Better performance management metrics

When it comes to performance management, Stuart advocates for continuous and open feedback, highlighting its importance in driving improvement and employee engagement. “I created Clear Review based around managing performance in a way that actually improves people’s performance, rather than just getting data to work out what we should pay people. It focuses on objectives that are shorter term, rather than 12-month objectives, which go out of date by the time we get to the end of them.”

Stuart argues that the model where employees meet with a manager to discuss their progress once or twice a year is outdated and ineffectual, leaving the employee without a sense of direction or focus.

“Now I think continuous feedback is becoming the de facto way of managing performance, which is good. It is nice to know that we had an influence in actually changing organisations. Everybody needs to know how they are doing. If you do not know how to improve or if you are told how you could improve several months later, then that is a wasted opportunity.

“Whereas if you are getting feedback as you go along, you can actually do something about it. Generally, people perform well, but if feedback is saved up for a meeting once or twice a year, that meeting tends to focus just on the things that could be improved. If I’m getting regular feedback, eight out of 10 of those pieces of feedback are probably quite good. I’m much more likely to take negative feedback on board and take it less personally, because I’ve had lots of good feedback in between.”

Creating a people-centric organisation

Stuart emphasises the need for organisations to regularly reassess their processes and align them with core values to foster innovation and success.

“As things speed up, what works one day won’t necessarily work two years later, or as the business changes,” he says. “One of the things that we applied really well at Clear Review was making sure we were values-focused. So the things that never changed were our values. We set those up quite early on and were clear about what we were going to live by.

“The result of this was that we created a truly values-based organisation. Over the five to six years before we were acquired almost nobody left. We had a huge number of people who wanted to come work for us because the way that we treated people and the way that we lived those values out was so different and refreshing to people coming in into the workplace, especially the younger people coming in.”

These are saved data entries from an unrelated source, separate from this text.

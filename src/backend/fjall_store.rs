use std::path::Path;

use anyhow::{Context, Result};
use fjall::{Config, Keyspace, PartitionCreateOptions, PartitionHandle, PersistMode, Slice};
use tracing::debug;

use super::KvStore;

/// A durable [KvStore] backed by one fjall partition.
///
/// Every write is synced to disk before returning. Keys enumerate in
/// lexicographic byte order.
///
/// `key_at` walks the partition from the start, so enumerating every key by
/// index costs O(n²) reads; prefer `keys` for full scans.
#[derive(Clone)]
pub struct FjallStore {
    keyspace: Keyspace,
    subjects: PartitionHandle,
}

impl FjallStore {
    pub fn new(keyspace: Keyspace, partition: &str) -> Result<FjallStore> {
        let subjects = keyspace.open_partition(partition, PartitionCreateOptions::default())?;
        Ok(FjallStore { keyspace, subjects })
    }

    /// Opens (or creates) the keyspace at `path`.
    pub fn open(path: impl AsRef<Path>, partition: &str, temporary: bool) -> Result<FjallStore> {
        let path = path.as_ref();
        let keyspace = Config::new(path)
            .temporary(temporary)
            .open()
            .with_context(|| format!("unable to open keyspace at {}", path.display()))?;
        debug!(target: "backend", path = %path.display(), partition, "opened keyspace");
        FjallStore::new(keyspace, partition)
    }

    fn sync(&self) -> Result<()> {
        self.keyspace
            .persist(PersistMode::SyncAll)
            .context("unable to persist keyspace")
    }
}

fn utf8(bytes: Slice) -> Result<String> {
    Ok(std::str::from_utf8(&bytes)
        .context("stored bytes should be valid UTF-8")?
        .to_owned())
}

impl KvStore for FjallStore {
    fn get(&self, key: &str) -> Result<Option<String>> {
        match self.subjects.get(key)? {
            Some(bytes) => Ok(Some(utf8(bytes)?)),
            None => Ok(None),
        }
    }
    fn set(&self, key: &str, value: &str) -> Result<()> {
        self.subjects.insert(key, value)?;
        self.sync()
    }
    fn remove(&self, key: &str) -> Result<()> {
        self.subjects.remove(key)?;
        self.sync()
    }
    fn clear(&self) -> Result<()> {
        let mut batch = self
            .keyspace
            .batch()
            .durability(Some(PersistMode::SyncAll));
        for key in self.subjects.keys() {
            batch.remove(&self.subjects, key?);
        }
        batch.commit()?;
        Ok(())
    }
    fn len(&self) -> Result<usize> {
        self.subjects
            .len()
            .context("unable to count subjects partition")
    }
    fn key_at(&self, index: usize) -> Result<Option<String>> {
        match self.subjects.keys().nth(index) {
            Some(key) => Ok(Some(utf8(key?)?)),
            None => Ok(None),
        }
    }
    fn keys(&self) -> Result<Vec<String>> {
        let mut keys = vec![];
        for key in self.subjects.keys() {
            keys.push(utf8(key?)?);
        }
        Ok(keys)
    }
}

He says that it was a kind of experiment to see if you created a people first organisation which genuinely valued people’s, does it make you more successful?

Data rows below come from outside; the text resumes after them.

#[cfg(test)]
mod tests {
    use anyhow::{Result, bail};
    use fjall::{Config, Keyspace, PartitionCreateOptions};
    use tempfile::tempdir;

    use super::{NULL_KEY, Triple, TripleStore};
    use crate::Error;
    use crate::backend::{FjallStore, KvStore, MemoryStore};

    const FOAF: &str = "http://xmlns.com/foaf/0.1/";

    fn alice_and_bob() -> Result<TripleStore<MemoryStore>> {
        let st = TripleStore::new(MemoryStore::new());
        st.push("http://a", "http://name", "Alice")?;
        st.push("http://b", "http://name", "Bob")?;
        Ok(st)
    }

    #[test]
    fn push_then_get_values() -> Result<()> {
        let st = TripleStore::new(MemoryStore::new());
        st.push("http://s", "http://p", "o")?;
        assert_eq!(vec!["o"], st.get_values(Some("http://s"), Some("http://p"))?);
        Ok(())
    }

    #[test]
    fn push_overwrites_property() -> Result<()> {
        let st = TripleStore::new(MemoryStore::new());
        st.push("http://s", "http://p", "o")?;
        let once = st.store().get("http://s")?;
        st.push("http://s", "http://p", "o")?;
        assert_eq!(once, st.store().get("http://s")?);

        st.push("http://s", "http://p", "o2")?;
        assert_eq!(vec!["o2"], st.get_values(Some("http://s"), Some("http://p"))?);
        assert_eq!(vec!["http://p"], st.get_properties(Some("http://s"))?);
        Ok(())
    }

    #[test]
    fn push_expands_prefixes() -> Result<()> {
        let mut st = TripleStore::new(MemoryStore::new());
        st.set_mapping("foaf", FOAF);
        st.push("foaf:bob", "foaf:name", "Bob")?;
        st.push("foaf:bob", "foaf:knows", "foaf:alice")?;

        assert_eq!(vec!["http://xmlns.com/foaf/0.1/bob"], st.store().keys()?);
        assert_eq!(
            vec!["Bob"],
            st.get_values(
                Some("http://xmlns.com/foaf/0.1/bob"),
                Some("http://xmlns.com/foaf/0.1/name")
            )?
        );
        assert_eq!(
            vec!["http://xmlns.com/foaf/0.1/alice"],
            st.get_values(Some("foaf:bob"), Some("foaf:knows"))?
        );
        assert_eq!(
            vec!["http://xmlns.com/foaf/0.1/bob"],
            st.get_subjects(Some("foaf:knows"), Some("foaf:alice"))?
        );
        Ok(())
    }

    #[test]
    fn mappings_are_per_instance() -> Result<()> {
        let store = MemoryStore::new();
        let mut left = TripleStore::new(store.clone());
        let right = TripleStore::new(store);
        left.set_mapping("foaf", FOAF);
        assert!(right.mapping().is_empty());

        right.push("foaf:bob", "foaf:name", "Bob")?;
        assert_eq!(vec!["foaf:bob"], left.get_subjects(None, None)?);
        assert!(left.get_values(Some("foaf:bob"), None)?.is_empty());
        Ok(())
    }

    #[test]
    fn remove_property_keeps_record() -> Result<()> {
        let st = TripleStore::new(MemoryStore::new());
        st.push("http://s", "http://p", "o")?;
        st.remove(Some("http://s"), Some("http://p"))?;

        assert!(st.get_properties(Some("http://s"))?.is_empty());
        assert!(st.get_values(Some("http://s"), Some("http://p"))?.is_empty());
        assert_eq!(vec!["http://s"], st.get_subjects(None, None)?);
        assert_eq!(Some("{}".to_owned()), st.store().get("http://s")?);
        Ok(())
    }

    #[test]
    fn remove_subject_deletes_record() -> Result<()> {
        let st = alice_and_bob()?;
        st.remove(Some("http://a"), None)?;
        assert_eq!(vec!["http://b"], st.get_subjects(None, None)?);
        assert!(matches!(
            st.get_properties(Some("http://a")),
            Err(Error::RecordNotFound(subject)) if subject == "http://a"
        ));
        Ok(())
    }

    #[test]
    fn remove_everything() -> Result<()> {
        let st = alice_and_bob()?;
        st.remove(None, None)?;
        assert!(st.get_subjects(None, None)?.is_empty());
        assert!(st.store().is_empty()?);
        Ok(())
    }

    #[test]
    fn remove_property_everywhere() -> Result<()> {
        let st = alice_and_bob()?;
        st.push("http://a", "http://age", "30")?;
        st.remove(None, Some("http://name"))?;

        assert_eq!(vec!["http://age"], st.get_properties(None)?);
        assert_eq!(vec!["http://a", "http://b"], st.get_subjects(None, None)?);
        assert_eq!(vec!["http://a"], st.get_subjects(Some("http://age"), None)?);
        assert_eq!(Some("{}".to_owned()), st.store().get("http://b")?);
        Ok(())
    }

    #[test]
    fn remove_missing_subject_property() {
        let st = TripleStore::new(MemoryStore::new());
        match st.remove(Some("http://nonexistent"), Some("http://name")) {
            Err(error @ Error::NotFound { .. }) => {
                assert_eq!("Not found http://nonexistent:http://name", error.to_string());
            }
            other => panic!("expected NotFound, got {other:?}"),
        }
    }

    #[test]
    fn filter_subjects() -> Result<()> {
        let st = alice_and_bob()?;
        st.push("http://c", "http://nick", "Bob")?;

        assert_eq!(vec!["http://b"], st.get_subjects(Some("http://name"), Some("Bob"))?);
        assert_eq!(
            vec!["http://a", "http://b"],
            st.get_subjects(Some("http://name"), None)?
        );
        assert_eq!(vec!["http://b", "http://c"], st.get_subjects(None, Some("Bob"))?);
        assert!(st.get_subjects(Some("http://name"), Some("Carol"))?.is_empty());
        Ok(())
    }

    #[test]
    fn emptied_records_stay_enumerable() -> Result<()> {
        let st = alice_and_bob()?;
        st.remove(Some("http://a"), Some("http://name"))?;
        assert_eq!(vec!["http://a", "http://b"], st.get_subjects(None, None)?);
        assert_eq!(vec!["http://b"], st.get_subjects(None, Some("Bob"))?);
        assert_eq!(vec!["Bob"], st.get_values(None, None)?);
        Ok(())
    }

    #[test]
    fn values_across_subjects() -> Result<()> {
        let st = alice_and_bob()?;
        st.push("http://c", "http://name", "Bob")?;
        st.push("http://a", "http://age", "30")?;

        assert_eq!(
            vec!["Alice", "Bob", "Bob"],
            st.get_values(None, Some("http://name"))?
        );
        assert_eq!(vec!["Alice", "30", "Bob", "Bob"], st.get_values(None, None)?);
        assert_eq!(vec!["Alice", "30"], st.get_values(Some("http://a"), None)?);
        assert!(st.get_values(Some("http://missing"), None)?.is_empty());
        Ok(())
    }

    #[test]
    fn properties_union_in_first_seen_order() -> Result<()> {
        let st = alice_and_bob()?;
        st.push("http://b", "http://age", "40")?;
        st.push("http://a", "http://mbox", "mailto:alice@example.org")?;
        assert_eq!(
            vec!["http://name", "http://mbox", "http://age"],
            st.get_properties(None)?
        );
        Ok(())
    }

    #[test]
    fn empty_arguments_are_absent() -> Result<()> {
        let st = alice_and_bob()?;
        assert_eq!(vec!["Alice", "Bob"], st.get_values(Some(""), Some(""))?);
        assert_eq!(2, st.get_subjects(Some(""), Some(""))?.len());

        st.push("", "", "")?;
        assert_eq!(Some(r#"{"null":""}"#.to_owned()), st.store().get(NULL_KEY)?);
        Ok(())
    }

    #[test]
    fn malformed_record_is_reported() -> Result<()> {
        let st = alice_and_bob()?;
        st.store().set("http://broken", "not json")?;
        assert!(matches!(
            st.get_subjects(None, None),
            Err(Error::MalformedRecord { subject, .. }) if subject == "http://broken"
        ));
        assert!(matches!(
            st.push("http://broken", "http://name", "x"),
            Err(Error::MalformedRecord { .. })
        ));
        // reads of other subjects are unaffected
        assert_eq!(vec!["Alice"], st.get_values(Some("http://a"), None)?);
        Ok(())
    }

    #[test]
    fn show_lists_records() -> Result<()> {
        let st = alice_and_bob()?;
        let mut out = vec![];
        st.show_to(&mut out)?;
        assert_eq!(
            "http://a:{\"http://name\":\"Alice\"}\nhttp://b:{\"http://name\":\"Bob\"}\n",
            String::from_utf8(out)?
        );
        Ok(())
    }

    #[test]
    fn triples_follow_store_order() -> Result<()> {
        let st = alice_and_bob()?;
        st.push("http://a", "http://age", "30")?;
        let triples = st.triples()?;
        assert_eq!(3, triples.len());
        assert_eq!(
            Triple {
                subject: "http://a".into(),
                property: "http://age".into(),
                object: "30".into(),
            },
            triples[1]
        );
        assert_eq!(r#"<http://b> <http://name> "Bob""#, triples[2].to_string());
        Ok(())
    }

    #[test]
    fn borrowed_fjall_store() -> Result<()> {
        let tmp_dir = tempdir()?;
        let keyspace = Keyspace::open(Config::new(tmp_dir.path()).temporary(true))?;
        let store = FjallStore::new(keyspace, "subjects")?;
        {
            let mut st = TripleStore::new(&store);
            st.set_mapping("foaf", FOAF);
            st.push("foaf:bob", "foaf:name", "Bob")?;
            st.push("foaf:alice", "foaf:name", "Alice")?;
            assert_eq!(
                vec!["http://xmlns.com/foaf/0.1/alice", "http://xmlns.com/foaf/0.1/bob"],
                st.get_subjects(Some("foaf:name"), None)?
            );
            st.remove(Some("foaf:alice"), None)?;
        }
        assert_eq!(vec!["http://xmlns.com/foaf/0.1/bob"], store.keys()?);
        Ok(())
    }

    /// Accepts reads but refuses every write.
    struct FullStore(MemoryStore);

    impl KvStore for FullStore {
        fn get(&self, key: &str) -> Result<Option<String>> {
            self.0.get(key)
        }
        fn set(&self, _key: &str, _value: &str) -> Result<()> {
            bail!("quota exceeded")
        }
        fn remove(&self, key: &str) -> Result<()> {
            self.0.remove(key)
        }
        fn clear(&self) -> Result<()> {
            self.0.clear()
        }
        fn len(&self) -> Result<usize> {
            self.0.len()
        }
        fn key_at(&self, index: usize) -> Result<Option<String>> {
            self.0.key_at(index)
        }
        fn keys(&self) -> Result<Vec<String>> {
            self.0.keys()
        }
    }

    #[test]
    fn backend_write_failure_is_passed_through() -> Result<()> {
        let memory = MemoryStore::new();
        memory.set("http://a", r#"{"http://name":"Alice"}"#)?;
        let st = TripleStore::new(FullStore(memory));

        match st.push("http://a", "http://name", "Bob") {
            Err(Error::Backend(error)) => assert_eq!("quota exceeded", error.to_string()),
            other => panic!("expected backend failure, got {other:?}"),
        }
        assert!(matches!(
            st.remove(None, Some("http://name")),
            Err(Error::Backend(_))
        ));
        // the failed writes left the record alone
        assert_eq!(vec!["Alice"], st.get_values(Some("http://a"), None)?);
        Ok(())
    }

    #[test]
    fn non_utf8_bytes_are_a_backend_failure() -> Result<()> {
        let tmp_dir = tempdir()?;
        let keyspace = Keyspace::open(Config::new(tmp_dir.path()).temporary(true))?;
        let raw = keyspace.open_partition("subjects", PartitionCreateOptions::default())?;
        raw.insert("http://bad", vec![0xffu8, 0xfe])?;

        let st = TripleStore::new(FjallStore::new(keyspace, "subjects")?);
        assert!(matches!(st.get_values(None, None), Err(Error::Backend(_))));
        assert!(matches!(
            st.get_properties(Some("http://bad")),
            Err(Error::Backend(_))
        ));
        Ok(())
    }
}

“The answer is yes, it does,” he explains. “We grew incredibly quickly and we were acquired very successfully at the end of it, so it felt like we proved our thesis around what it is like to run a company in that way.

“A lot of organisations think it’s going to be too expensive or that is it too tricky, but we proved that approach to business leads to higher performance, and people end up being a lot happier. We describe it as a “call to action organisation” because everyone was so passionate about the work that we did. Our staff told us they had never worked in a company like it where everyone is super engaged in what they do.”

Overall, Stuart paints a picture of the dynamic nature of work in the face of technological advancements and the importance of ethical considerations, continuous learning, and adaptability in performance management in order to create a positive workplace culture. Putting people first yields results, and businesses can benefit from harnessing their enthusiasm.